I doubt Blizzard will reply (Score:5, Insightful)
Blizzard's main priority with World of Warcraft is getting people to keep paying their subs, and to do this they make the game as engaging as possible. This goes against that by both managing to destroy the sense of immersion by dragging gamers out of their game world, and also by forming a link in the player's mind between Warcraft and real-world scenes of suffering. Not a connection that most players will want in their recreation time.

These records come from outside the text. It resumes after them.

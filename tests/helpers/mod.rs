#![allow(dead_code)]

use std::sync::atomic::{AtomicBool, Ordering};
use std::time::Duration;

use async_trait::async_trait;
use checkpoint::db::DbResult;
use checkpoint::{Connection, DbError, Row, SqliteConnection};

/// Customers <- Orders <- OrderLines, plus an unrelated Products table.
pub const SHOP_SCHEMA: &str = "
CREATE TABLE customers (id INTEGER PRIMARY KEY, name TEXT NOT NULL);
CREATE TABLE orders (
    id INTEGER PRIMARY KEY AUTOINCREMENT,
    customer_id INTEGER NOT NULL REFERENCES customers(id)
);
CREATE TABLE order_lines (
    id INTEGER PRIMARY KEY,
    order_id INTEGER NOT NULL REFERENCES orders(id),
    product_id INTEGER NOT NULL REFERENCES products(id)
);
CREATE TABLE products (id INTEGER PRIMARY KEY, name TEXT NOT NULL);
";

pub const SHOP_DATA: &str = "
INSERT INTO customers (id, name) VALUES (1, 'Ada'), (2, 'Grace');
INSERT INTO products (id, name) VALUES (1, 'Widget');
INSERT INTO orders (id, customer_id) VALUES (1, 1), (2, 2), (3, 2);
INSERT INTO order_lines (id, order_id, product_id) VALUES (1, 1, 1), (2, 3, 1);
";

/// Open a fresh in-memory database with `schema` applied.
pub async fn test_db(schema: &str) -> SqliteConnection {
    let mut conn = SqliteConnection::open_in_memory().unwrap();
    conn.execute(schema).await.unwrap();
    conn
}

/// Open the shop database with sample rows in every table.
pub async fn shop_db() -> SqliteConnection {
    let mut conn = test_db(SHOP_SCHEMA).await;
    conn.execute(SHOP_DATA).await.unwrap();
    conn
}

pub async fn count(conn: &mut SqliteConnection, table: &str) -> i64 {
    let rows = conn
        .query(&format!("SELECT COUNT(*) FROM \"{table}\""))
        .await
        .unwrap();
    rows[0].get(0).unwrap().parse().unwrap()
}

pub fn row(values: &[Option<&str>]) -> Row {
    Row::new(values.iter().map(|v| v.map(str::to_owned)).collect())
}

/// Text that only appears in the relationships query of each dialect.
const RELATIONSHIP_MARKERS: &[&str] = &["foreign_key", "pg_constraint", "REFERENCED_TABLE_NAME"];

/// Everything a [`FakeConnection`] was asked to do, in order.
#[derive(Debug, Clone, PartialEq, Eq)]
pub enum Event {
    Query(String),
    Begin,
    Execute(String),
    Commit,
    Rollback,
}

/// A scripted connection for engines that cannot run in-process.
///
/// Discovery queries are answered from canned rows, routed by the text of
/// the query. Statements are recorded and succeed unless they contain
/// `fail_on` (error) or `hang_on` (never completes in time). BEGIN and
/// COMMIT can be made to hang too.
#[derive(Debug, Default)]
pub struct FakeConnection {
    pub events: Vec<Event>,
    pub server_version: Option<String>,
    pub tables: Vec<Row>,
    pub relationships: Vec<Row>,
    pub temporal_tables: Vec<Row>,
    pub fail_queries: bool,
    pub fail_on: Option<String>,
    pub hang_on: Option<String>,
    pub hang_on_begin: bool,
    pub hang_on_commit: bool,
    pub cancelled: AtomicBool,
}

impl FakeConnection {
    pub fn new() -> Self {
        Self::default()
    }

    pub fn queries(&self) -> usize {
        self.events
            .iter()
            .filter(|e| matches!(e, Event::Query(_)))
            .count()
    }

    /// Events other than discovery queries.
    pub fn transactions(&self) -> Vec<Event> {
        self.events
            .iter()
            .filter(|e| !matches!(e, Event::Query(_)))
            .cloned()
            .collect()
    }
}

#[async_trait]
impl Connection for FakeConnection {
    fn database_name(&self) -> Option<String> {
        Some("fake".into())
    }

    fn server_version(&self) -> Option<String> {
        self.server_version.clone()
    }

    async fn query(&mut self, sql: &str) -> DbResult<Vec<Row>> {
        self.events.push(Event::Query(sql.to_owned()));
        if self.fail_queries {
            return Err(DbError::Driver("permission denied".into()));
        }
        let rows = if sql.contains("temporal_type") {
            &self.temporal_tables
        } else if RELATIONSHIP_MARKERS.iter().any(|m| sql.contains(m)) {
            &self.relationships
        } else {
            &self.tables
        };
        Ok(rows.clone())
    }

    async fn execute(&mut self, sql: &str) -> DbResult<()> {
        self.events.push(Event::Execute(sql.to_owned()));
        if self.hang_on.as_deref().is_some_and(|s| sql.contains(s)) {
            tokio::time::sleep(Duration::from_secs(30)).await;
        }
        if self.fail_on.as_deref().is_some_and(|s| sql.contains(s)) {
            return Err(DbError::Driver(format!("statement failed: {sql}")));
        }
        Ok(())
    }

    async fn begin(&mut self) -> DbResult<()> {
        self.events.push(Event::Begin);
        if self.hang_on_begin {
            tokio::time::sleep(Duration::from_secs(30)).await;
        }
        Ok(())
    }

    async fn commit(&mut self) -> DbResult<()> {
        self.events.push(Event::Commit);
        if self.hang_on_commit {
            tokio::time::sleep(Duration::from_secs(30)).await;
        }
        Ok(())
    }

    async fn rollback(&mut self) -> DbResult<()> {
        self.events.push(Event::Rollback);
        Ok(())
    }

    fn cancel(&self) {
        self.cancelled.store(true, Ordering::SeqCst);
    }
}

Where things may work better is where it's possible to both turn the work itself into a game, and also to wrap it in an appealing layer to stop it having too strong a connection in the player's mind with the reality behind it. An example of this would be the recent Facebook game developed to help identify some genetic factors in Ash tree dieback, as detailed in this BBC News story [bbc.co.uk]. Here the presentation is cute, and the focus is on making it a game. The only problem I could see here is that I can't see how it's cheaper/more efficient to develop and serve the entire content for even a simple game compared to just doing the pattern matching in a more traditional manner, but for other tasks I could see it working.
The basic idea is there though, make the work part of the game rather than making it a task which detracts from the game. Something which this story doesn't seem to recognise.
Overheard in Utopia (Score:5, Funny)
"Hey, there's a big disaster happening. Meh."
"Dude, sent the paramedics to Canada. For the lulz."
"The graphics suck. Everything sucks."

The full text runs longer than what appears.